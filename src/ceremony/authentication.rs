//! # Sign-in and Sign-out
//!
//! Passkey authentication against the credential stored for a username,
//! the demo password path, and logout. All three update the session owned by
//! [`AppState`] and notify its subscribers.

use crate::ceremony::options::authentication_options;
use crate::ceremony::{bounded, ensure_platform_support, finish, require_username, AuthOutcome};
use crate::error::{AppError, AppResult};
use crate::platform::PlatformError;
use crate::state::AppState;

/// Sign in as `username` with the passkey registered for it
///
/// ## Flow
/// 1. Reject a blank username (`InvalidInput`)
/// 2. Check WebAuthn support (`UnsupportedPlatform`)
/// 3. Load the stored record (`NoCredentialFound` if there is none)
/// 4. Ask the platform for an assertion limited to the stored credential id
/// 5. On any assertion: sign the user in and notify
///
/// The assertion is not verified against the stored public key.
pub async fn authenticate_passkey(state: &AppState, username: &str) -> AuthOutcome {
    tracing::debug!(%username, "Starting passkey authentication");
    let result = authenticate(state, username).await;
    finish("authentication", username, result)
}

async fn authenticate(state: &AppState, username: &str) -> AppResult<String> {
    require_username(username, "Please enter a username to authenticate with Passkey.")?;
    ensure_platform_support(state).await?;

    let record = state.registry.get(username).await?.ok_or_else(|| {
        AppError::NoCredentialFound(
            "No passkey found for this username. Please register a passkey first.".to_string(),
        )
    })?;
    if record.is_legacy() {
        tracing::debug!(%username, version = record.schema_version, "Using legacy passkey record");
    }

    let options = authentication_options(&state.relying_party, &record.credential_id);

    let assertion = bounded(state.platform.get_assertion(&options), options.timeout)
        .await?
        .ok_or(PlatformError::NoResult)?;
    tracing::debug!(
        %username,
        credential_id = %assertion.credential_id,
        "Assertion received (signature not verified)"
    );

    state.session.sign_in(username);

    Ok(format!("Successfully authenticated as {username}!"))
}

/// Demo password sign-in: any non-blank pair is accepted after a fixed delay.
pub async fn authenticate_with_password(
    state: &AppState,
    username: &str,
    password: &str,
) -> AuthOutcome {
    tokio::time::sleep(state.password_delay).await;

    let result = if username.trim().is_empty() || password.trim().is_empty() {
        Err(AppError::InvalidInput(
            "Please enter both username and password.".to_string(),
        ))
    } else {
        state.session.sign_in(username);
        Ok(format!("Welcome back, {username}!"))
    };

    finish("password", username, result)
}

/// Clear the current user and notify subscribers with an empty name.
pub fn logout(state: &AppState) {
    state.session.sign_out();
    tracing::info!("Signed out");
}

══════════

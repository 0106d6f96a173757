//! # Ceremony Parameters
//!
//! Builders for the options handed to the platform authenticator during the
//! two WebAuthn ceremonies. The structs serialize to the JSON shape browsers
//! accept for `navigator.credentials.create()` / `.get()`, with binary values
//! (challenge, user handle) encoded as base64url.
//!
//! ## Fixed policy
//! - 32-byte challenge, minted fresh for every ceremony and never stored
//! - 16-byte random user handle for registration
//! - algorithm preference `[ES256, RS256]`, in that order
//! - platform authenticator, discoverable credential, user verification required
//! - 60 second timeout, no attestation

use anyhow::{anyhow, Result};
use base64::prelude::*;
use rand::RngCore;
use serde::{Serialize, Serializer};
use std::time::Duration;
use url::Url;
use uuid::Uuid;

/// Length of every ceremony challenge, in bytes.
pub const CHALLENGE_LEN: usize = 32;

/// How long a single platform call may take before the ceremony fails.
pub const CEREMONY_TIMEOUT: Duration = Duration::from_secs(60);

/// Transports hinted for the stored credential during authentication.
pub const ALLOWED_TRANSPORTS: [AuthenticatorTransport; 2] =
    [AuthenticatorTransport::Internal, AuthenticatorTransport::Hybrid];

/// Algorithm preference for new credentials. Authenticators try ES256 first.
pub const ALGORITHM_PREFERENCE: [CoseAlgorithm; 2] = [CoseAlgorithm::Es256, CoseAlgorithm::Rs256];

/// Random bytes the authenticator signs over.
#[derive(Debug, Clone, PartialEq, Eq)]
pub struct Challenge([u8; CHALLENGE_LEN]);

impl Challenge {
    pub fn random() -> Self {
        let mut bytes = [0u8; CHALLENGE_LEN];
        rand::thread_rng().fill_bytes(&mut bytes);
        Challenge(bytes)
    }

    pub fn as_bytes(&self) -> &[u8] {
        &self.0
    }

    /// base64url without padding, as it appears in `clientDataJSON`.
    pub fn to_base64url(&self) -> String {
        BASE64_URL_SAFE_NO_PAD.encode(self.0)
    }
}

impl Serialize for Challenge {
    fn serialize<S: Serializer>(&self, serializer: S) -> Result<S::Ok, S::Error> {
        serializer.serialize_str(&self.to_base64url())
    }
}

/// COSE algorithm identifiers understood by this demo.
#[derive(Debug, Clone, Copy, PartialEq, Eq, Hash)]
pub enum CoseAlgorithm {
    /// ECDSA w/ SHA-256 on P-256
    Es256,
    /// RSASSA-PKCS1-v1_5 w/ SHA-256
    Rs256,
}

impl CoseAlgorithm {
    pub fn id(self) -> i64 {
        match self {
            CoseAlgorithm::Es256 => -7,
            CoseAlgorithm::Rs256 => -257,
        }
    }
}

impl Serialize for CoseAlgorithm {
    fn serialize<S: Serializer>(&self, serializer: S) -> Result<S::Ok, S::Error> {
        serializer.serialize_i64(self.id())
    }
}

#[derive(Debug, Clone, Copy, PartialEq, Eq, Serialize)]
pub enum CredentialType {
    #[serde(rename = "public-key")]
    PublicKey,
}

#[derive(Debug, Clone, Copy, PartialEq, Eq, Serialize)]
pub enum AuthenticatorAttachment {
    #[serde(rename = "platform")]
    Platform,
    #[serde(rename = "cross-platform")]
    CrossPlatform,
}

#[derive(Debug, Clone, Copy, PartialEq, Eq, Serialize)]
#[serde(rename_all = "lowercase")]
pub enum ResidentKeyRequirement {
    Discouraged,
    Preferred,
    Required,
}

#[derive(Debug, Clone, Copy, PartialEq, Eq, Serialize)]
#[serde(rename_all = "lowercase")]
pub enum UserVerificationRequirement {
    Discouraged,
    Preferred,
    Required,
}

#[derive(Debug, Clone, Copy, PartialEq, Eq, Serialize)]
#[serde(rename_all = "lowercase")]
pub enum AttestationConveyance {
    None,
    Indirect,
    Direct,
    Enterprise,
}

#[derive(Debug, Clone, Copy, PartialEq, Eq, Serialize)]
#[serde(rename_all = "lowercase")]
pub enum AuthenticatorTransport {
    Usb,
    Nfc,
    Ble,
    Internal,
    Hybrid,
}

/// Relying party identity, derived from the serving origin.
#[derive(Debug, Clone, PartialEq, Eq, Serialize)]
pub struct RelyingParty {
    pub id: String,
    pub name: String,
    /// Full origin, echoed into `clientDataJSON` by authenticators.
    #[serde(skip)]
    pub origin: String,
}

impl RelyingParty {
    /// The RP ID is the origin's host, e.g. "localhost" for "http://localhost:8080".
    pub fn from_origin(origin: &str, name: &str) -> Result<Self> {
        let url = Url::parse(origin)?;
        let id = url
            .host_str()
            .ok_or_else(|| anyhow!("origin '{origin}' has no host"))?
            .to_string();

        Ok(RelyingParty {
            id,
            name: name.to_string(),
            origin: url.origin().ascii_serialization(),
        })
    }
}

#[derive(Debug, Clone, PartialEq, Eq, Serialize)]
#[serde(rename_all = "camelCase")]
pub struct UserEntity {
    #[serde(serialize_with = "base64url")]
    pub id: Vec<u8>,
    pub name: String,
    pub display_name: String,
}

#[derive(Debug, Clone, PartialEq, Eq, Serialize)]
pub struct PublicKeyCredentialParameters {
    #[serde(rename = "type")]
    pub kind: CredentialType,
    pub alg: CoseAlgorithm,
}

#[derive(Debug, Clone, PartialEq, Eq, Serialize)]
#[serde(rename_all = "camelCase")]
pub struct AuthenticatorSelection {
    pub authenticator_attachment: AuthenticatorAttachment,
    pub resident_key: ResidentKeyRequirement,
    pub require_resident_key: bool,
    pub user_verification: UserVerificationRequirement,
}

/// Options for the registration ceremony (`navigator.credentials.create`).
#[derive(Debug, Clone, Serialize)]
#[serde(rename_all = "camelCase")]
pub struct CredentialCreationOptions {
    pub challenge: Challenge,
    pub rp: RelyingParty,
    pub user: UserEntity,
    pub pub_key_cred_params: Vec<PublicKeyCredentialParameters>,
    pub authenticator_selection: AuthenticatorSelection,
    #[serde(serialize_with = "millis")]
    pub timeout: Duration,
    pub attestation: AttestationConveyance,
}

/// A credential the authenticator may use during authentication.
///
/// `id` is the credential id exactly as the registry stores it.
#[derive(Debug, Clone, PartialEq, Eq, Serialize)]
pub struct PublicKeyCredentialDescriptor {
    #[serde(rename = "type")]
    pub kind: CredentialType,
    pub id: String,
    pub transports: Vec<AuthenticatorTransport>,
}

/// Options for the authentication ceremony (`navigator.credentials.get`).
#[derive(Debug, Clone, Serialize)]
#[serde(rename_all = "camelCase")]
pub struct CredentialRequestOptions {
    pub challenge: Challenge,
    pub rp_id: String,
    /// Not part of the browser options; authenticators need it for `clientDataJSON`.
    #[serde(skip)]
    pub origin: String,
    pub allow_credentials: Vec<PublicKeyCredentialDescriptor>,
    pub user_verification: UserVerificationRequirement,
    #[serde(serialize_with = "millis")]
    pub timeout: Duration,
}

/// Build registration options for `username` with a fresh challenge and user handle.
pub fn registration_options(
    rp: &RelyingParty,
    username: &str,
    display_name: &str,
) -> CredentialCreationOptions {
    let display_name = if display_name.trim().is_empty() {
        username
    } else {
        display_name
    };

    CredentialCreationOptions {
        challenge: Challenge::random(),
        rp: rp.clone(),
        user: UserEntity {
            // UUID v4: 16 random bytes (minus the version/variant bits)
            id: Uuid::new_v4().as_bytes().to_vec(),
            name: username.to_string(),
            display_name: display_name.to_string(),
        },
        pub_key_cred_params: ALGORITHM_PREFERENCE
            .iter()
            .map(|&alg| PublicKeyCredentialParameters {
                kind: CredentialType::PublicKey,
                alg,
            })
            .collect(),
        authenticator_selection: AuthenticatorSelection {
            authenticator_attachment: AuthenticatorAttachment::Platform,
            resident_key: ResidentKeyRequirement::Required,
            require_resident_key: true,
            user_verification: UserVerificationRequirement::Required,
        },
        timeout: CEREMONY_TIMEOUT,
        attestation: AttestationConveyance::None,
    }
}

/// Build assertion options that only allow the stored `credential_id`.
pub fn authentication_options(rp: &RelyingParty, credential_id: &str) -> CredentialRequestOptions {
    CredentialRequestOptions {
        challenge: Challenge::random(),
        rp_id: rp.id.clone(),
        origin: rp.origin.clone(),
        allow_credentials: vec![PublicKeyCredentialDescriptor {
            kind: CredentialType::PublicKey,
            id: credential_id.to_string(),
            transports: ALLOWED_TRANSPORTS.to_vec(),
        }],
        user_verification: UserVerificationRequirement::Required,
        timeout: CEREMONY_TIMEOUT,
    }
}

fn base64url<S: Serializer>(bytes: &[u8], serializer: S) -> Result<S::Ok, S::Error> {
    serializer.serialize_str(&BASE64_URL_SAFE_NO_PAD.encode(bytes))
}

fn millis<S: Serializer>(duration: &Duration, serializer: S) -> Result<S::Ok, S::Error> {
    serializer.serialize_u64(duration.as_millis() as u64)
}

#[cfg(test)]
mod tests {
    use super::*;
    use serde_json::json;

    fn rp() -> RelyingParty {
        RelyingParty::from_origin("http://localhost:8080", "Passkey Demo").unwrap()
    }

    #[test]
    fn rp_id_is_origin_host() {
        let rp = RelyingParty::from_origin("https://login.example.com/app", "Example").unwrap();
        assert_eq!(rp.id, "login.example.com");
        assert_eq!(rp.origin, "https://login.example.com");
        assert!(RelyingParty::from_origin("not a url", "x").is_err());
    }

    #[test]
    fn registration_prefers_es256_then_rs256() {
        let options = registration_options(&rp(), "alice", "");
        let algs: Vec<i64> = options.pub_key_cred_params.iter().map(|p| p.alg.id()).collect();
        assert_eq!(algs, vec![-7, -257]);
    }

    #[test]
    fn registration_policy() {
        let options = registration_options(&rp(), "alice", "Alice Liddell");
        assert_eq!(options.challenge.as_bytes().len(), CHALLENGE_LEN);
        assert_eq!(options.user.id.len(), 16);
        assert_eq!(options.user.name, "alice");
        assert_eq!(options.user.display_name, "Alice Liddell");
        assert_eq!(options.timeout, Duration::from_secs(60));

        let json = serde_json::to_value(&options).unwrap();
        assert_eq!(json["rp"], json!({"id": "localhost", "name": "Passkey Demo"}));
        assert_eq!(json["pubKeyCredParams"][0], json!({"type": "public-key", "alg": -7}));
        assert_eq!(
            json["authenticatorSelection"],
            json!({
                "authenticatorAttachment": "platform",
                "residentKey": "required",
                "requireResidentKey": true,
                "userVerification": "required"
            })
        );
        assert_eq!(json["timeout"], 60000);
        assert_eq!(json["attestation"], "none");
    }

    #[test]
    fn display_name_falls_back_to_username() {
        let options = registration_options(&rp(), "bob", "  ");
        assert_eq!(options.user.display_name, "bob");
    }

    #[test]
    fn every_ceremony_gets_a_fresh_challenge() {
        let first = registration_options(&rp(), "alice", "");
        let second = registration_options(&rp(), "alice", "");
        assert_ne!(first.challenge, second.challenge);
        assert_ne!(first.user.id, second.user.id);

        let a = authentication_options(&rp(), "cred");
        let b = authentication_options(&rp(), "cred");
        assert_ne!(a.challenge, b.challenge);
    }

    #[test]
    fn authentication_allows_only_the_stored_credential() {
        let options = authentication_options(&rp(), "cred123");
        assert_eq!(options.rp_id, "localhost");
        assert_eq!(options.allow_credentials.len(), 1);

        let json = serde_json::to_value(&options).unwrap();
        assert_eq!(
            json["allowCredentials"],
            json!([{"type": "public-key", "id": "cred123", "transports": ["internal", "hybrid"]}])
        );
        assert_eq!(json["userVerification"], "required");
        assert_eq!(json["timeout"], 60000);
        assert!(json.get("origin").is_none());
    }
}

══════════

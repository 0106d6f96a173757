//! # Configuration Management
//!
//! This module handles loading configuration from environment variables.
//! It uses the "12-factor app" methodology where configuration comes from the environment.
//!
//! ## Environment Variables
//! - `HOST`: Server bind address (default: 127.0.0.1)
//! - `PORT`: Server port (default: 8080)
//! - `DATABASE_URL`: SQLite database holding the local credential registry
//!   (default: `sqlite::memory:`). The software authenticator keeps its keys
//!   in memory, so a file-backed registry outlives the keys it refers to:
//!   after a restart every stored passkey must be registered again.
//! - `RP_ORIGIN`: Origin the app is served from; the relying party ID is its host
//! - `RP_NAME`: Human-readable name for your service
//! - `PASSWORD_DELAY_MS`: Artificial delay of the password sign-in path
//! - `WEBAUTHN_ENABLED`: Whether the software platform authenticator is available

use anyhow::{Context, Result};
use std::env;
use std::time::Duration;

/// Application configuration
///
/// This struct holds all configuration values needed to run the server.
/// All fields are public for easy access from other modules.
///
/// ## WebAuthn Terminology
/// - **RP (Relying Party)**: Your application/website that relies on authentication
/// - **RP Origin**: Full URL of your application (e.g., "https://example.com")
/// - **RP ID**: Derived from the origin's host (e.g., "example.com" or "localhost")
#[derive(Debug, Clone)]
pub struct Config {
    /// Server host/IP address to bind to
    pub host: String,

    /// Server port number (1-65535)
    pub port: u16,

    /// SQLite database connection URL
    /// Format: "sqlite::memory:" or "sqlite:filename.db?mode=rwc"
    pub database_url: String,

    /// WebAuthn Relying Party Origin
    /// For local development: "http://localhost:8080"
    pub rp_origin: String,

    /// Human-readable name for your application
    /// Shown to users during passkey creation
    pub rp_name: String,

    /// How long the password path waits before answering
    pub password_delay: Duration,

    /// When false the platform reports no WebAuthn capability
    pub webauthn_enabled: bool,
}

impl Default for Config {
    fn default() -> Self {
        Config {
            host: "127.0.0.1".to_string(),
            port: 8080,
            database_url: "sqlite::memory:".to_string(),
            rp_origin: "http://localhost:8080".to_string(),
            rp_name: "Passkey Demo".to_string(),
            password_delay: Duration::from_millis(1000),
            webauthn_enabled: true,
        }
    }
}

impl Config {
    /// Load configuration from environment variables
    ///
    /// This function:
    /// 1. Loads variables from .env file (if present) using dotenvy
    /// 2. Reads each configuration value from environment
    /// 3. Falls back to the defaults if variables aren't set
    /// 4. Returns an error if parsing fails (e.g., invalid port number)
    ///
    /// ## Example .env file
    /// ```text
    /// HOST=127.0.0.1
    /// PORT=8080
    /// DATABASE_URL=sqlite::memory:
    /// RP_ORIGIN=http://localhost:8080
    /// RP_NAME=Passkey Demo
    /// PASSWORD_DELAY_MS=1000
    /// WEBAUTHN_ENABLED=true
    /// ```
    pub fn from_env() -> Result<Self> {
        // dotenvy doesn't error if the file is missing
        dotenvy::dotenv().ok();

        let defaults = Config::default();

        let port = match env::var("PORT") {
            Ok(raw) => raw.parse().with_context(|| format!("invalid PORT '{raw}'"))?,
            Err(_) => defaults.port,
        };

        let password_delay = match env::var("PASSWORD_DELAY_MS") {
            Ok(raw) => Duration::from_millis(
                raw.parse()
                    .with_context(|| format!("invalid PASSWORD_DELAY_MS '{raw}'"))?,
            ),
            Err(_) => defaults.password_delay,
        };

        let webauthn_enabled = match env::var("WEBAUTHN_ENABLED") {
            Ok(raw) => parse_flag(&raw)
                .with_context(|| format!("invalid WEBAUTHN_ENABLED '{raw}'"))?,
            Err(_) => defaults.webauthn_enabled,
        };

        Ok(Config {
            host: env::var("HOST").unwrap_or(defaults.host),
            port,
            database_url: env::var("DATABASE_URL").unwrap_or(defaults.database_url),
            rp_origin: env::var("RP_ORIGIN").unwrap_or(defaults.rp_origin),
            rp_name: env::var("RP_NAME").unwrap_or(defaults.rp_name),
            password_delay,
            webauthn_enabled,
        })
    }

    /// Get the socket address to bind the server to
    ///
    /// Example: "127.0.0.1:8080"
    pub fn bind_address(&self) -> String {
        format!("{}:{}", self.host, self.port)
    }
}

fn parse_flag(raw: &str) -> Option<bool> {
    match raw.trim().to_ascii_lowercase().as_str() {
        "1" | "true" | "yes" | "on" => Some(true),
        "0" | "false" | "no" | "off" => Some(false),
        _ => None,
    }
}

══════════

# WHAT THE TASK ASKS
Extract each line from the listing that holds the word "AttestationConveyance".

# EXPECTED ANSWER
pub enum AttestationConveyance {
    pub attestation: AttestationConveyance,
        attestation: AttestationConveyance::None,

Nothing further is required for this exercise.